Glucose does not drive inflammation in type 2 diabetes

Glucose does not drive inflammation in type 2 diabetes


To date, the underlying causes of inflammation in obesity and type 2 diabetes mellitus (T2DM) have been poorly understood, which has hampered efforts to develop treatments to prevent complications from a disease that is the third leading cause of death in the United States.

But new research shows that changes to mitochondria--the powerhouse of cells--drive chronic inflammation from cells exposed to certain types of fats, shattering the prevailing assumption that glucose was the culprit.

Chronic inflammation fuels many of the devastating complications of type 2 diabetes, including cardiovascular, kidney, and periodontal diseases, and is thus one of the key targets for therapy development. This new data may enlighten the conversation about tight glycemic control as the dominant treatment goal for people with diabetes. The research was recently published in Cell Metabolism.
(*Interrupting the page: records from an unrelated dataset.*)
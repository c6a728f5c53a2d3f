//! Worker Pool: a fixed fleet of workers pulling from a shared, bounded
//! job queue. A job that fails with a retriable error re-enters the
//! queue after an exponential backoff; one that exhausts its retries,
//! or fails with a non-retriable error, is marked `Failed` and dropped.
//!
//! Fan-out needs no helper task spawned per dispatch: every worker task
//! pulls directly from one shared `mpsc::Receiver` behind a
//! `tokio::Mutex`, so there is no separate dispatcher task at all — the
//! channel itself is the fan-out point.

use crate::resource_manager::ResourceManager;
use chrono::Utc;
use scanorama_core::retry::backoff_delay;
use scanorama_core::{Config, Error, Job, JobStatus, Result, ScanTarget};
use scanorama_engine::{ScanConfig, ScanEngine};
use scanorama_persistence::PersistenceGateway;
use std::net::IpAddr;
use std::sync::atomic::{AtomicU64, AtomicUsize, Ordering};
use std::sync::{Arc, Mutex as StdMutex};
use std::time::Duration;
use tokio::sync::{mpsc, Mutex as AsyncMutex};
use tokio::task::JoinHandle;
use tokio_util::sync::CancellationToken;
use tracing::warn;
use uuid::Uuid;

/// Port-probe fan-out within one job. Internal to the engine invocation,
/// not a tunable the operator sets — [`Config`] governs target-level
/// concurrency via the Resource Manager instead.
const PORT_PROBE_CONCURRENCY: usize = 64;

/// One job's terminal outcome, handed to the Result Sink.
pub struct JobOutcome {
    pub job: Job,
    pub outcome: Result<scanorama_core::ScanResult>,
}

#[derive(Debug, Default)]
struct PoolStatsInner {
    completed: AtomicU64,
    failed: AtomicU64,
    retried: AtomicU64,
}

/// Snapshot returned by [`WorkerPool::get_stats`].
#[derive(Debug, Clone, Copy)]
pub struct PoolStats {
    pub queued: usize,
    pub workers_active: usize,
    pub workers_idle: usize,
    pub completed: u64,
    pub failed: u64,
    pub retried: u64,
}

pub struct WorkerPool {
    config: Config,
    engine: Arc<dyn ScanEngine>,
    gateway: PersistenceGateway,
    resource_manager: Arc<ResourceManager>,
    root_cancel: CancellationToken,
    pending: dashmap::DashMap<Uuid, Job>,
    job_tx: StdMutex<Option<mpsc::Sender<Job>>>,
    job_rx: AsyncMutex<mpsc::Receiver<Job>>,
    result_tx: mpsc::UnboundedSender<JobOutcome>,
    stats: PoolStatsInner,
    workers_active: AtomicUsize,
    handles: StdMutex<Vec<JoinHandle<()>>>,
}

impl WorkerPool {
    /// Queue capacity is `2 * worker_pool_size`, so a burst of
    /// submissions can outrun the worker fleet briefly without callers
    /// blocking on every single submit.
    pub fn new(
        config: Config,
        engine: Arc<dyn ScanEngine>,
        gateway: PersistenceGateway,
        resource_manager: Arc<ResourceManager>,
        root_cancel: CancellationToken,
    ) -> (Arc<Self>, mpsc::UnboundedReceiver<JobOutcome>) {
        let queue_capacity = (config.worker_pool_size * 2).max(2);
        let (job_tx, job_rx) = mpsc::channel(queue_capacity);
        let (result_tx, result_rx) = mpsc::unbounded_channel();

        let pool = Arc::new(Self {
            config,
            engine,
            gateway,
            resource_manager,
            root_cancel,
            pending: dashmap::DashMap::new(),
            job_tx: StdMutex::new(Some(job_tx)),
            job_rx: AsyncMutex::new(job_rx),
            result_tx,
            stats: PoolStatsInner::default(),
            workers_active: AtomicUsize::new(0),
            handles: StdMutex::new(Vec::new()),
        });

        (pool, result_rx)
    }

    /// Spawn the fixed worker fleet. Idempotent is not guaranteed —
    /// callers should invoke this once per pool.
    pub fn start(self: &Arc<Self>) {
        for _ in 0..self.config.worker_pool_size {
            let pool = self.clone();
            let handle = tokio::spawn(async move { pool.worker_loop().await });
            self.handles.lock().unwrap().push(handle);
        }
    }

    async fn worker_loop(self: Arc<Self>) {
        loop {
            let job = {
                let mut rx = self.job_rx.lock().await;
                rx.recv().await
            };
            let Some(job) = job else { break };

            self.workers_active.fetch_add(1, Ordering::SeqCst);
            self.execute_job(job).await;
            self.workers_active.fetch_sub(1, Ordering::SeqCst);
        }
    }

    /// Accept a new target into the pool: persist the `ScanJob` row,
    /// record the in-memory `Job` as pending, and enqueue it. Rejects
    /// new work once [`Self::stop`] has closed the queue, and returns as
    /// soon as the root context is cancelled even if the queue is still
    /// full, rather than blocking indefinitely on backpressure.
    pub async fn submit_job(&self, target: ScanTarget) -> Result<Job> {
        let tx = { self.job_tx.lock().unwrap().clone() };
        let Some(tx) = tx else { return Err(Error::Shutdown) };

        let job = Job::new(target, Utc::now());
        self.gateway.create_scan_job(job.id, job.target_id).await?;
        self.pending.insert(job.id, job.clone());

        tokio::select! {
            biased;
            _ = self.root_cancel.cancelled() => {
                self.pending.remove(&job.id);
                return Err(Error::Shutdown);
            }
            res = tx.send(job.clone()) => {
                res.map_err(|_| Error::Shutdown)?;
            }
        }
        Ok(job)
    }

    /// Stop accepting submissions, let every queued and in-flight job
    /// drain, then join the worker fleet. `root_cancel` is left to the
    /// caller — cancelling it first turns this into an abrupt shutdown
    /// instead of a graceful drain.
    pub async fn stop(self: &Arc<Self>) {
        *self.job_tx.lock().unwrap() = None;
        let handles: Vec<JoinHandle<()>> = std::mem::take(&mut *self.handles.lock().unwrap());
        for handle in handles {
            let _ = handle.await;
        }
    }

    pub fn get_stats(&self) -> PoolStats {
        let workers_active = self.workers_active.load(Ordering::SeqCst);
        PoolStats {
            queued: self.pending.len(),
            workers_active,
            workers_idle: self.config.worker_pool_size.saturating_sub(workers_active),
            completed: self.stats.completed.load(Ordering::Relaxed),
            failed: self.stats.failed.load(Ordering::Relaxed),
            retried: self.stats.retried.load(Ordering::Relaxed),
        }
    }

    /// Remove a job from the pending set. Only the Result Sink calls
    /// this — it's the map's single writer.
    pub(crate) fn remove_pending(&self, job_id: Uuid) -> Option<Job> {
        self.pending.remove(&job_id).map(|(_, job)| job)
    }

    pub(crate) fn record_completed(&self) {
        self.stats.completed.fetch_add(1, Ordering::Relaxed);
    }

    /// Decide whether `job` gets another attempt. Called by the Result
    /// Sink once it has removed the job from pending and determined its
    /// engine invocation failed.
    pub(crate) async fn handle_failure(self: &Arc<Self>, mut job: Job, error: Error) {
        if error.is_retriable() && job.retries < self.config.retry.max_retries {
            job.retries += 1;
            self.stats.retried.fetch_add(1, Ordering::Relaxed);
            self.pending.insert(job.id, job.clone());

            if let Err(e) = self
                .gateway
                .update_scan_job_status(job.id, JobStatus::Pending, None, None)
                .await
            {
                warn!(error = %e, job_id = %job.id, "failed to persist retry status");
            }

            let delay = backoff_delay(&self.config.retry, job.retries);
            let pool = self.clone();
            tokio::spawn(async move {
                tokio::time::sleep(delay).await;
                let tx = { pool.job_tx.lock().unwrap().clone() };
                match tx {
                    Some(tx) => {
                        if tx.send(job.clone()).await.is_err() {
                            pool.pending.remove(&job.id);
                        }
                    }
                    None => {
                        pool.pending.remove(&job.id);
                    }
                }
            });
        } else {
            self.stats.failed.fetch_add(1, Ordering::Relaxed);
            if let Err(e) = self
                .gateway
                .update_scan_job_status(job.id, JobStatus::Failed, None, Some(error.to_string()))
                .await
            {
                warn!(error = %e, job_id = %job.id, "failed to persist failed status");
            }
        }
    }

    async fn execute_job(&self, job: Job) {
        if let Err(e) = self
            .gateway
            .update_scan_job_status(job.id, JobStatus::Running, None, None)
            .await
        {
            warn!(error = %e, job_id = %job.id, "failed to persist running status");
        }

        let targets = match expand_network(&job.target.network) {
            Ok(t) => t,
            Err(e) => {
                let _ = self.result_tx.send(JobOutcome { job, outcome: Err(e) });
                return;
            }
        };

        let scan_config = ScanConfig {
            targets,
            ports: job.target.ports.clone(),
            scan_type: job.target.scan_type,
            timeout_sec: self.config.max_scan_timeout_secs,
            concurrency: PORT_PROBE_CONCURRENCY,
        };

        let outcome = match self.resource_manager.acquire(&self.root_cancel, job.id).await {
            Ok(()) => {
                let result = self.run_with_deadline(&scan_config).await;
                self.resource_manager.release(job.id);
                result
            }
            Err(e) => Err(e),
        };

        let outcome = outcome.map(|(result, warnings)| {
            for warning in warnings {
                warn!(job_id = %job.id, %warning, "scan engine warning");
            }
            result
        });

        let _ = self.result_tx.send(JobOutcome { job, outcome });
    }

    /// Per-job deadline: `min(remaining root context, MaxScanTimeout)`.
    /// The root context has no wall-clock deadline of its own, only
    /// cancellation, so this races `MaxScanTimeout` against
    /// `root_cancel` rather than against a second duration.
    async fn run_with_deadline(
        &self,
        scan_config: &ScanConfig,
    ) -> Result<(scanorama_core::ScanResult, Vec<String>)> {
        let timeout_dur = Duration::from_secs(self.config.max_scan_timeout_secs);
        let run_fut = self.engine.run(self.root_cancel.child_token(), scan_config);

        tokio::select! {
            biased;
            _ = self.root_cancel.cancelled() => Err(Error::Cancelled),
            res = tokio::time::timeout(timeout_dur, run_fut) => {
                match res {
                    Ok(inner) => inner,
                    Err(_elapsed) => Err(Error::Timeout),
                }
            }
        }
    }
}

fn expand_network(network: &ipnetwork::IpNetwork) -> Result<Vec<IpAddr>> {
    let ips: Vec<IpAddr> = match network {
        ipnetwork::IpNetwork::V4(net) => net.iter().map(IpAddr::V4).collect(),
        ipnetwork::IpNetwork::V6(net) => net.iter().map(IpAddr::V6).collect(),
    };
    if ips.is_empty() {
        return Err(Error::Validation(
            "scan target network expands to zero addresses".to_string(),
        ));
    }
    Ok(ips)
}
Based on the importance of glycolysis--a 10-reaction sequence that produces energy--in other types of inflammation, the team hypothesized that immune cells from patients with type 2 diabetes would produce energy by burning glucose. "We were wrong," the author said.

"We exclusively used immune cells from human subjects for all of the work," the author explained, noting that humans, but not animal models of type 2 diabetes, have the specific pro-inflammatory T cell profile the team had identified in earlier research.

The team was surprised to find that glycolysis wasn't driving chronic inflammation. Instead, a combination of defects in mitochondria and elevated fat derivatives were responsible.

Th17 function requires fatty acid uptake, and the data showed that blockade of CPT1A inhibits Th17-associated cytokine production by cells from people with type 2 diabetes (T2D). A low CACT:CPT1A ratio in immune cells from T2D subjects indicates altered mitochondrial function and coincides with the preference of these cells to generate ATP through glycolysis rather than fatty acid oxidation.

However, glycolysis was not critical for Th17 cytokines. Instead, β oxidation blockade or CACT knockdown in T cells from lean subjects to mimic characteristics of T2D causes cells to utilize 16C-fatty acylcarnitine to support Th17 cytokines. These data show long-chain acylcarnitine combines with compromised β oxidation to promote disease-predictive inflammation in human T2D.

"Aggressive blood glucose control to lower the risk of diabetic complications has been the goal for most people with Type 2 Diabetes for decades," the author said. "Our data provide an explanation for why people with tight glucose control can nonetheless have disease progression."